Finalement, de quoi parle-t-on ?
Tout d’abord, il est nécessaire de comprendre ce qui se cache derrière le terme de RER métropolitain. Si le terme renvoie directement au RER francilien, l’ambition de ces projets n’est pas de transposer en région ce qui existe à Paris. Créer un RER métropolitain consiste à adapter l’offre ferroviaire régionale, principalement des TER, afin d'atteindre un haut niveau de service sur ces lignes, avec une desserte assimilable à celle d’un métro. Le S-bahn allemand fait figure d’exemple, pour ce type de transport. Il s’agit d’envisager le réseau de train comme composant principal d’une solution de transport cohérente, détrônant ainsi la voiture sur les trajets du quotidien.
Comment y parvenir ?
Dans son schéma directeur, SNCF Réseau identifie deux grands types de facteurs clés de succès de ce qu’elle nomme alors un SEM (Service Express Métropolitain) :
- Un service intégré dans le système de transport métropolitain
- Un service ambitieux et attractif.
Nous vous proposons donc de détailler ces deux aspects dans la suite de l’article.

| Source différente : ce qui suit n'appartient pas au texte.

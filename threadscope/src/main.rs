//! # threadscope - Main Entry Point
//!
//! Analyzes one capture and prints the thread state breakdown.
//! Exit status is non-zero when the capture cannot be located or unpacked,
//! when the process filter does not match exactly one instance, or when the
//! target thread cannot be found.

use anyhow::{Context, Result};
use clap::Parser;
use log::warn;

use threadscope::capture::AcquisitionLog;
use threadscope::cli::Args;
use threadscope::config::AnalysisConfig;
use threadscope::domain::ConfigError;
use threadscope::pipeline::{analyze_capture, SymbolOptions};
use threadscope::report::render;

// Exit codes
const EXIT_SUCCESS: i32 = 0;
const EXIT_ERROR: i32 = 1;
const EXIT_USAGE: i32 = 2;

fn main() {
    env_logger::init();
    std::process::exit(match run() {
        Ok(()) => EXIT_SUCCESS,
        Err(e) => {
            let code = exit_code_for(&e);
            eprintln!("error: {e:#}");
            code
        }
    });
}

fn exit_code_for(err: &anyhow::Error) -> i32 {
    if err.downcast_ref::<ConfigError>().is_some() {
        EXIT_USAGE
    } else {
        EXIT_ERROR
    }
}

fn run() -> Result<()> {
    let args = Args::parse();

    let config = match args.config {
        Some(ref path) => AnalysisConfig::from_file(path)?,
        None => AnalysisConfig::default(),
    };
    let symbols = SymbolOptions { policy: args.symbol_policy(), symbol_path: args.symbol_path_dirs() };

    let mut log = AcquisitionLog::new();
    let result = analyze_capture(&args.capture, &config, &symbols, &mut log);

    // The log is kept for failed runs too
    if args.keep_logs {
        match log.persist(&args.capture) {
            Ok(path) if !args.quiet => println!("log: {}", path.display()),
            Ok(_) => {}
            Err(e) => warn!("Failed to write acquisition log: {e}"),
        }
    }

    let analysis = result?;
    if !args.quiet {
        println!(
            "symbols: {:.1}% of frames named ({} resolved from caches)",
            analysis.symbols.coverage(),
            analysis.symbols.resolved
        );
    }
    print!("{}", render(&analysis.report));

    if let Some(ref export_path) = args.export {
        analysis
            .report
            .export_to_file(export_path)
            .with_context(|| format!("Failed to export report to {}", export_path.display()))?;
        if !args.quiet {
            println!("saved: {}", export_path.display());
        }
    }

    Ok(())
}
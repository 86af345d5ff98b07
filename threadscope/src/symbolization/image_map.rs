//! Module assignment for frames recorded without one.
//!
//! A frame captured as a bare address can still be placed in a module when
//! the process's image mappings are known: the image whose range contains the
//! address at the event's time names the module. Symbol caches are keyed by
//! module, so this runs before [`Symbolizer`](super::Symbolizer).

use std::collections::HashSet;

use log::debug;
use threadscope_common::{Event, FrameSymbol, ThreadId};

use crate::domain::Pid;
use crate::monitor::ImageRecord;

/// Image mappings of one process, ordered by base address.
#[derive(Debug, Clone, Default)]
pub struct ImageMap {
    images: Vec<ImageRecord>,
}

impl ImageMap {
    #[must_use]
    pub fn new(mut images: Vec<ImageRecord>) -> Self {
        images.sort_by_key(|image| image.base);
        Self { images }
    }

    #[must_use]
    pub fn is_empty(&self) -> bool {
        self.images.is_empty()
    }

    /// Image containing `addr` at `timestamp`.
    ///
    /// Bases can be reused after an unload, so every candidate at or below
    /// `addr` is checked for its mapping window.
    #[must_use]
    pub fn image_at(&self, addr: u64, timestamp: f64) -> Option<&ImageRecord> {
        let end = self.images.partition_point(|image| image.base <= addr);
        self.images[..end]
            .iter()
            .rev()
            .find(|image| image.contains(addr) && image.mapped_at(timestamp))
    }

    /// Fill in the module of module-less address frames belonging to `pid`.
    ///
    /// Sample stacks belong to their own process. A context-switch stack
    /// belongs to the incoming thread, so it is handled when that thread has
    /// been sampled in `pid`. Returns the number of frames assigned.
    pub fn assign_modules(&self, events: &mut [Event], pid: Pid) -> u64 {
        if self.is_empty() {
            return 0;
        }
        let threads: HashSet<ThreadId> = events
            .iter()
            .filter_map(|event| match event {
                Event::Sample { pid: p, tid, .. } if *p == pid.0 => Some(*tid),
                _ => None,
            })
            .collect();

        let mut assigned = 0;
        for event in events.iter_mut() {
            let timestamp = event.timestamp();
            let belongs = match event {
                Event::Sample { pid: p, .. } => *p == pid.0,
                Event::ContextSwitch { new_tid, .. } => threads.contains(new_tid),
                Event::ReadyThread { .. } => false,
            };
            let Some(stack) = event.stack_mut().filter(|_| belongs) else {
                continue;
            };
            for frame in stack.iter_mut().filter(|frame| frame.module.is_none()) {
                let FrameSymbol::Address(addr) = frame.symbol else {
                    continue;
                };
                if let Some(image) = self.image_at(addr, timestamp) {
                    frame.module = Some(image.module_name().to_string());
                    assigned += 1;
                }
            }
        }
        debug!("Assigned modules to {assigned} frames from {} images", self.images.len());
        assigned
    }
}

#[cfg(test)]
mod tests {
    use super::*;
    use threadscope_common::Frame;

    fn image(file_name: &str, base: u64, loaded_at: Option<f64>, unloaded_at: Option<f64>) -> ImageRecord {
        ImageRecord {
            file_name: file_name.to_string(),
            load_order: 0,
            base,
            size: 0x1000,
            loaded_at,
            unloaded_at,
        }
    }

    #[test]
    fn test_image_at_respects_mapping_window() {
        let map = ImageMap::new(vec![
            image(r"C:\a\first.dll", 0x7000, Some(1.0), Some(5.0)),
            image(r"C:\a\second.dll", 0x7000, Some(6.0), None),
            image(r"C:\a\user32.dll", 0x1000, None, None),
        ]);
        assert_eq!(map.image_at(0x1800, 0.0).map(ImageRecord::module_name), Some("user32"));
        assert_eq!(map.image_at(0x7010, 2.0).map(ImageRecord::module_name), Some("first"));
        assert_eq!(map.image_at(0x7010, 5.5), None);
        assert_eq!(map.image_at(0x7010, 7.0).map(ImageRecord::module_name), Some("second"));
        assert_eq!(map.image_at(0x9000, 7.0), None);
    }

    #[test]
    fn test_assign_modules_to_process_frames() {
        let map = ImageMap::new(vec![image(r"C:\W\user32.dll", 0x1000, None, None)]);
        let mut events = vec![
            Event::Sample {
                timestamp: 0.0,
                pid: 5,
                tid: 17,
                stack: vec![Frame::address(None, 0x1100), Frame::address(Some("clr"), 0x1100)],
            },
            Event::Sample { timestamp: 0.0, pid: 6, tid: 30, stack: vec![Frame::address(None, 0x1100)] },
            Event::ContextSwitch {
                timestamp: 1.0,
                old_tid: 30,
                new_tid: 17,
                old_wait_reason: 0,
                stack: vec![Frame::address(None, 0x1200)],
            },
        ];

        assert_eq!(map.assign_modules(&mut events, Pid(5)), 2);
        assert_eq!(events[0].stack().unwrap()[0].signature(), "user32!0x1100");
        // Already had a module
        assert_eq!(events[0].stack().unwrap()[1].signature(), "clr!0x1100");
        // Other process untouched
        assert_eq!(events[1].stack().unwrap()[0].signature(), "?!0x1100");
        assert_eq!(events[2].stack().unwrap()[0].signature(), "user32!0x1200");
    }
}
//! # Report Formatting and Export
//!
//! Renders a [`ThreadBreakdown`] for the terminal and exports it as JSON.
//!
//! ```text
//! thread TID:17 of devenv.exe (PID:4242), span 0.000..120.000ms (120.000ms)
//!
//! events      samples 12  context switches 8  ready 4
//! skipped     samples 1  context switches 0
//!
//! running                  40.000ms   33.3%
//! ...
//! ```

use std::fmt;
use std::fs::File;
use std::io::{BufWriter, Write};
use std::path::{Path, PathBuf};

use anyhow::{Context, Result};
use serde::Serialize;

use crate::analysis::ThreadBreakdown;
use crate::domain::{Pid, Tid};

/// Anomalies shown in the text report before the remainder is summarized.
pub const MAX_LISTED_ANOMALIES: usize = 20;

/// Result of one analysis run.
#[derive(Debug, Clone, PartialEq, Serialize)]
pub struct ClassificationReport {
    pub capture: PathBuf,
    pub process: String,
    pub pid: Pid,
    pub target: Tid,
    #[serde(flatten)]
    pub breakdown: ThreadBreakdown,
}

impl ClassificationReport {
    /// Write the report as pretty-printed JSON.
    ///
    /// # Errors
    /// Returns an error if serialization or the write fails.
    pub fn export<W: Write>(&self, mut writer: W) -> Result<()> {
        serde_json::to_writer_pretty(&mut writer, self).context("Failed to serialize report")?;
        writeln!(writer)?;
        writer.flush()?;
        Ok(())
    }

    /// Export to `path`, replacing any existing file.
    ///
    /// # Errors
    /// Returns an error if the file cannot be created or written.
    pub fn export_to_file(&self, path: &Path) -> Result<()> {
        let file = File::create(path)
            .with_context(|| format!("Failed to create report file {}", path.display()))?;
        self.export(BufWriter::new(file))
    }
}

/// Share of `total` taken by `part`, in percent.
fn percent(part: f64, total: f64) -> f64 {
    if total > 0.0 {
        part / total * 100.0
    } else {
        0.0
    }
}

impl fmt::Display for ClassificationReport {
    fn fmt(&self, f: &mut fmt::Formatter<'_>) -> fmt::Result {
        let b = &self.breakdown;
        let span = b.span_ms();

        write!(f, "thread {} of {} ({})", self.target, self.process, self.pid)?;
        match b.span {
            Some((first, last)) => writeln!(f, ", span {first:.3}..{last:.3}ms ({span:.3}ms)")?,
            None => writeln!(f, ", no events")?,
        }
        writeln!(f)?;

        let c = &b.counters;
        writeln!(
            f,
            "events      samples {}  context switches {}  ready {}",
            c.samples, c.context_switches, c.ready_thread_events
        )?;
        writeln!(
            f,
            "skipped     samples {}  context switches {}",
            c.skipped_samples, c.skipped_context_switches
        )?;
        writeln!(f)?;

        let d = &b.durations;
        let buckets = [
            ("running", d.running),
            ("message pump wait", d.message_pump_wait),
            ("process message", d.process_message),
            ("idle", d.idle),
            ("blocked", d.blocked),
            ("not running", d.not_running),
            ("ready", d.ready),
        ];
        for (name, ms) in buckets {
            writeln!(f, "{name:<20} {ms:>12.3}ms {:>6.1}%", percent(ms, span))?;
        }

        if !b.anomalies.is_empty() {
            writeln!(f)?;
            writeln!(f, "anomalies ({})", b.anomalies.len())?;
            for anomaly in b.anomalies.iter().take(MAX_LISTED_ANOMALIES) {
                writeln!(f, "  {anomaly}")?;
            }
            let hidden = b.anomalies.len().saturating_sub(MAX_LISTED_ANOMALIES);
            if hidden > 0 {
                writeln!(f, "  ... and {hidden} more")?;
            }
        }
        Ok(())
    }
}

/// Render the report to a `String`.
#[must_use]
pub fn render(report: &ClassificationReport) -> String {
    report.to_string()
}
//! Domain model for threadscope
//!
//! Process and thread id newtypes, plus the error types of each stage.

pub mod errors;
pub mod types;

// Re-export common types for convenience
pub use types::{Pid, Tid};

pub use errors::{CaptureError, ConfigError, MonitorError};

Intégration dans le système de transport métropolitain :
La notion d’intégration au système de transport est essentielle pour la réussite des projets de RER métropolitains. Pour être efficace, le réseau de transport doit permettre aux usagers de réaliser leur trajet de bout en bout, grâce à une intermodalité bien pensée :
- En zone urbaine dense, avec des correspondances intermodales efficaces et des flux de passagers adaptés dans les gares centrales de la métropole.
- En zone moins dense, avec la construction de gares de proximité, équipées de parkings relais, et compatibles avec l’utilisation du vélo.
Cette intermodalité doit impérativement s’accompagner d’une lisibilité de l’offre de transport. Elle passe notamment par :
- Une billettique efficace à l’échelle de la métropole.
Les régions ont déjà pris des initiatives en ce sens. En Auvergne Rhônes Alpes, la carte OuRà permet depuis 2006 aux Rhônalpins de charger sur un support unique des titres de transport TER, ainsi que des abonnements sur les réseaux de 25 AOT de la région. Dans le nord, la carte Pass pass des transports de la Métropole de Lille (MEL) permet d’emprunter le réseau TER. Toutefois, ces systèmes de billettique souffrent d’un manque de lisibilité qui limite leur utilisation.
La billettique devra à terme être unifiée entre transports urbains et RER, et permettre une intermodalité facilitée entre les différentes villes moyennes, désormais reliées au système de transport de la métropole. La réunification de ces systèmes billettiques annonce d'importants chantiers de transformation des SI.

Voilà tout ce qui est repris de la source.